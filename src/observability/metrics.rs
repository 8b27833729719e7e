//! Metrics collection and exposition.
//!
//! # Metrics
//! - `relay_active` (gauge): relays currently running
//! - `relay_finished_total` (counter): finished relays by outcome
//! - `relay_bytes_total` (counter): bytes relayed by direction

use std::net::SocketAddr;

use metrics_exporter_prometheus::PrometheusBuilder;

/// Install the Prometheus exporter listening on `addr`.
pub fn init_metrics(addr: SocketAddr) {
    match PrometheusBuilder::new().with_http_listener(addr).install() {
        Ok(()) => tracing::info!(address = %addr, "Metrics exporter listening"),
        Err(e) => tracing::error!(address = %addr, error = %e, "Failed to install metrics exporter"),
    }
}

/// Marks one relay as active until dropped.
#[must_use = "the relay counts as active only while the guard lives"]
#[derive(Debug)]
pub struct ActiveRelay(());

impl Drop for ActiveRelay {
    fn drop(&mut self) {
        ::metrics::gauge!("relay_active").decrement(1.0);
    }
}

pub fn relay_started() -> ActiveRelay {
    ::metrics::gauge!("relay_active").increment(1.0);
    ActiveRelay(())
}

pub fn relay_finished(success: bool, uplink_bytes: u64, downlink_bytes: u64) {
    let outcome = if success { "success" } else { "failure" };
    ::metrics::counter!("relay_finished_total", "outcome" => outcome).increment(1);
    ::metrics::counter!("relay_bytes_total", "direction" => "uplink").increment(uplink_bytes);
    ::metrics::counter!("relay_bytes_total", "direction" => "downlink").increment(downlink_bytes);
}

#[cfg(test)]
mod tests {
    use super::*;
    use std::sync::{Arc, Mutex};

    use ::metrics::{
        Counter, Gauge, GaugeFn, Histogram, Key, KeyName, Metadata, Recorder, SharedString, Unit,
    };

    #[derive(Default)]
    struct GaugeValue(Mutex<f64>);

    impl GaugeFn for GaugeValue {
        fn increment(&self, value: f64) {
            *self.0.lock().unwrap() += value;
        }

        fn decrement(&self, value: f64) {
            *self.0.lock().unwrap() -= value;
        }

        fn set(&self, value: f64) {
            *self.0.lock().unwrap() = value;
        }
    }

    /// Routes every gauge to one shared value.
    #[derive(Default)]
    struct GaugeRecorder {
        value: Arc<GaugeValue>,
    }

    impl GaugeRecorder {
        fn value(&self) -> f64 {
            *self.value.0.lock().unwrap()
        }
    }

    impl Recorder for GaugeRecorder {
        fn describe_counter(&self, _: KeyName, _: Option<Unit>, _: SharedString) {}
        fn describe_gauge(&self, _: KeyName, _: Option<Unit>, _: SharedString) {}
        fn describe_histogram(&self, _: KeyName, _: Option<Unit>, _: SharedString) {}

        fn register_counter(&self, _: &Key, _: &Metadata<'_>) -> Counter {
            Counter::noop()
        }

        fn register_gauge(&self, _: &Key, _: &Metadata<'_>) -> Gauge {
            Gauge::from_arc(self.value.clone())
        }

        fn register_histogram(&self, _: &Key, _: &Metadata<'_>) -> Histogram {
            Histogram::noop()
        }
    }

    #[test]
    fn dropped_relay_leaves_active_gauge() {
        let recorder = GaugeRecorder::default();
        ::metrics::with_local_recorder(&recorder, || {
            let first = relay_started();
            let second = relay_started();
            assert_eq!(recorder.value(), 2.0);

            drop(first);
            assert_eq!(recorder.value(), 1.0);

            relay_finished(false, 10, 20);
            assert_eq!(recorder.value(), 1.0, "finishing does not touch the gauge");
            drop(second);
        });
        assert_eq!(recorder.value(), 0.0);
    }
}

### WHAT THIS TASK INVOLVES
Each line of the entries above that includes the string "second" should be copied out.

### ANSWER SECTION
            let second = relay_started();
            drop(second);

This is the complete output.